Much like the video presentation, the DTS-HD Master Audio 5.1 lossless soundtrack is passable but no great shakes. The track struggles with prioritization early on when Joe speaks with Emily on the phone; the rainfall competes with the dialogue and works with the rather flat sonic signature to make the spoken word difficult to hear with total clarity. The track certainly isn't wanting for more raw engagement. Music in this scene plays with solid front end intensity and enough surround support and low end output to carry the material to broadly satisfying, though hardly rewarding, detail. Some of the higher output sonic moments are just flat. Take a scene in chapter nine, around the 85 minute mark, when music and rushing waters, predominantly, merge in a tense scene that offer ample output but absolutely no finesse. It's one of many in a string of generally disappointing, but crudely effective, listening elements. Dialogue at least holds center and there are some interesting natural ambient effects scattered throughout, including, again, in that third act in the Venezuelan brush.

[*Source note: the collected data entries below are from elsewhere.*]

/// Builder for a `claims` node, optionally registering the login as well
pub struct ClaimsBuilder {
    login: String,
    claims: Vec<String>,
    registered: bool,
}

impl ClaimsBuilder {
    pub fn new(login: &str) -> Self {
        Self {
            login: login.to_string(),
            claims: Vec::new(),
            registered: false,
        }
    }

    pub fn claim(mut self, claim: &str) -> Self {
        self.claims.push(claim.to_string());
        self
    }

    pub fn registered(mut self) -> Self {
        self.registered = true;
        self
    }

    pub fn to_kdl(&self) -> String {
        let mut kdl = format!("claims {} {{\n", quote(&self.login));
        for claim in &self.claims {
            kdl.push_str(&format!("    - {}\n", quote(claim)));
        }
        kdl.push_str("}\n");
        if self.registered {
            kdl.push_str(&format!("registered {{\n    - {}\n}}\n", quote(&self.login)));
        }
        kdl
    }
}

/// Builder for a `rule` node
pub struct RuleBuilder {
    query: String,
    after: Option<String>,
    until: Option<String>,
}

impl RuleBuilder {
    pub fn new(query: &str) -> Self {
        Self {
            query: query.to_string(),
            after: None,
            until: None,
        }
    }

    pub fn after(mut self, at: &str) -> Self {
        self.after = Some(at.to_string());
        self
    }

    pub fn until(mut self, at: &str) -> Self {
        self.until = Some(at.to_string());
        self
    }

    pub fn text(&self) -> String {
        let mut words = Vec::new();
        if let Some(after) = &self.after {
            words.push(format!("after {after}"));
        }
        if let Some(until) = &self.until {
            words.push(format!("until {until}"));
        }
        words.push(self.query.clone());
        words.join(" ")
    }

    pub fn to_kdl(&self) -> String {
        format!("rule {}\n", quote(&self.text()))
    }
}

fn quote(text: &str) -> String {
    serde_json::to_string(text).expect("Failed to quote KDL string")
}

Dragonfly Blu-ray Movie, Special Features and Extras  2.0 of 5

Dragonfly contains several extras which must be accessed in-film via the pop-up menu. There is no top menu, and hitting the top menu button on the remote returns users to the player's home screen. No DVD or digital copies are included. This release does not ship with a slipcover.

  • Deleted Scenes (1080p upscaled, window box, 11:42 total runtime): Several unmarked scenes in horrific video quality. Someone adjust the tracking on the VHS player STAT!
  • Spotlight on Location (1080i upscaled, 4x3 and window box, 13:11): A vintage piece that looks at the plot, themes, technical details, crafting particular scenes, and more.
  • Best-Selling Author Betty Eadie on Her Near Death Experience (1080p upscaled, 4x3, 6:20): What the authored experienced when hemorrhaging during surgery.
  • Audio Commentary: Director Tom Shadyac breaks down the film in impressive detail, including story, themes, careful edits and alterations, the film's tone (including an admission that he wishes it had more humor), performances, and much more.


Dragonfly Blu-ray Movie, Overall Score and Recommendation  2.5 of 5

Dragonfly recycles stale content and struggles to find viability or build any feel for care or concern for its characters. It's clumsily paced, performances give no real effort, and the story isn't of much value. It's a so-so movie at best and it's fitting its Blu-ray is equally so-so. Obviously sourced form a DVD era master and lacking a finessed soundtrack, the A/V presentation is nothing at all special. The extra also carryover from that timeframe, and the deleted scenes are in such poor shape as to border on unwatchable. Skip it.